In Budget 2026, we recommend that Ontario:

  • Support and foster a culture of quality improvement.
  • Build additional supports for new models of care.
  • Enhance access to campuses of care and culturally specific homes.
  • Continue technological investments.

By protecting innovation and strengthening a culture of quality improvement, the government can ensure long-term care continues to evolve alongside Ontario’s changing population.

Modern oversight must enable improvement, not limit it

To sustain this work, Ontario needs a culture of quality in long-term care, one driven by education, learning and improvement not punitive measures that disincentivize innovation.

Modern compliance should support learning, psychological safety, and continuous improvement, while still maintaining accountability and transparency. Without this foundation, innovation becomes harder to sustain and scale.

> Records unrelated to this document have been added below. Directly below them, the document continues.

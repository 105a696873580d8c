//! Diabetes Prediction Pipeline - Command-Line Entry Point
//!
//! `preprocess` runs the batch CSV path; `predict` stands in for the
//! external caller and runs a single prediction.

use anyhow::{Context, Result};
use clap::{Parser, Subcommand};
use diabetes_prediction_pipeline::{
    config::AppConfig,
    dataset::Dataset,
    inference::{InferenceService, PatientRecord},
    models::{loader::ModelLoader, registry::ModelRegistry},
    transform,
};
use std::path::{Path, PathBuf};
use tracing::info;

#[derive(Parser)]
#[command(name = "diabetes-pipeline")]
#[command(about = "CSV preprocessing and classifier inference for diabetes risk assessment")]
struct Cli {
    /// Configuration file; built-in defaults apply when omitted
    #[arg(long, value_name = "PATH")]
    config: Option<PathBuf>,

    #[command(subcommand)]
    command: Commands,
}

#[derive(Subcommand)]
enum Commands {
    /// Pre-process a CSV dataset and write it back with a `_processed` suffix
    Preprocess {
        #[arg(value_name = "DATA_PATH")]
        data_path: PathBuf,
    },
    /// Run a single prediction from named measurements
    Predict {
        #[arg(long, default_value_t = 0.0)]
        pregnancies: f64,
        #[arg(long, default_value_t = 100.0)]
        glucose: f64,
        #[arg(long, default_value_t = 80.0)]
        blood_pressure: f64,
        #[arg(long, default_value_t = 20.0)]
        skin_thickness: f64,
        #[arg(long, default_value_t = 100.0)]
        insulin: f64,
        #[arg(long, default_value_t = 25.0)]
        bmi: f64,
        #[arg(long, default_value_t = 0.5)]
        diabetes_pedigree: f64,
        #[arg(long, default_value_t = 30.0)]
        age: f64,
    },
}

fn main() -> Result<()> {
    let cli = Cli::parse();

    let config = match &cli.config {
        Some(path) => AppConfig::load_from_path(path)?,
        None => AppConfig::default(),
    };

    init_logging(&config)?;

    match cli.command {
        Commands::Preprocess { data_path } => run_preprocess(&data_path),
        Commands::Predict {
            pregnancies,
            glucose,
            blood_pressure,
            skin_thickness,
            insulin,
            bmi,
            diabetes_pedigree,
            age,
        } => {
            let patient = PatientRecord {
                pregnancies,
                glucose,
                blood_pressure,
                skin_thickness,
                insulin,
                bmi,
                diabetes_pedigree,
                age,
            };
            run_predict(&config, &patient)
        }
    }
}

fn init_logging(config: &AppConfig) -> Result<()> {
    let filter = tracing_subscriber::EnvFilter::from_default_env().add_directive(
        format!("diabetes_prediction_pipeline={}", config.logging.level).parse()?,
    );

    if config.logging.format == "json" {
        tracing_subscriber::fmt().with_env_filter(filter).json().init();
    } else {
        tracing_subscriber::fmt().with_env_filter(filter).init();
    }

    Ok(())
}

fn run_preprocess(data_path: &Path) -> Result<()> {
    let mut dataset = Dataset::load(data_path)
        .with_context(|| format!("Failed to load dataset from {}", data_path.display()))?;

    transform::preprocess(&mut dataset);

    let written = dataset.save(data_path)?;
    info!(
        path = %written.display(),
        rows = dataset.n_rows(),
        columns = dataset.columns().len(),
        "Processed dataset written"
    );

    Ok(())
}

fn run_predict(config: &AppConfig, patient: &PatientRecord) -> Result<()> {
    let loader = ModelLoader::with_threads(config.models.onnx_threads)?;
    let registry = ModelRegistry::load_from_dir(
        &config.models.models_dir,
        std::slice::from_ref(&config.models.model_key),
        &loader,
    )?;

    let service = InferenceService::from_config(registry, config);
    let label = service.predict(patient)?;

    println!("{label}");
    Ok(())
}
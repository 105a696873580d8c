//! Model loading and registry components

pub mod loader;
pub mod registry;

pub use loader::{Classifier, ModelLoader, OnnxClassifier};
pub use registry::{ModelArtifact, ModelRegistry};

Scaling innovation requires:

  • Technology-enabled tools
  • Modern staffing models
  • Regulatory frameworks that support just-culture principles

Homes and inspectors need a shared, evidence-based foundation that focuses on resident outcomes, uses data effectively, and includes the voices of residents, families, and care partners.

Protecting innovation protects the future of care

Protecting innovation and strengthening a culture of quality improvement will help long-term care keep pace with Ontario’s changing population.

To that end, Ontario should advance an inspection approach that shifts away from fault-finding toward quality improvement and excellence in care — recognizing effective practice, supporting continuous learning, and fostering a culture in which residents come first.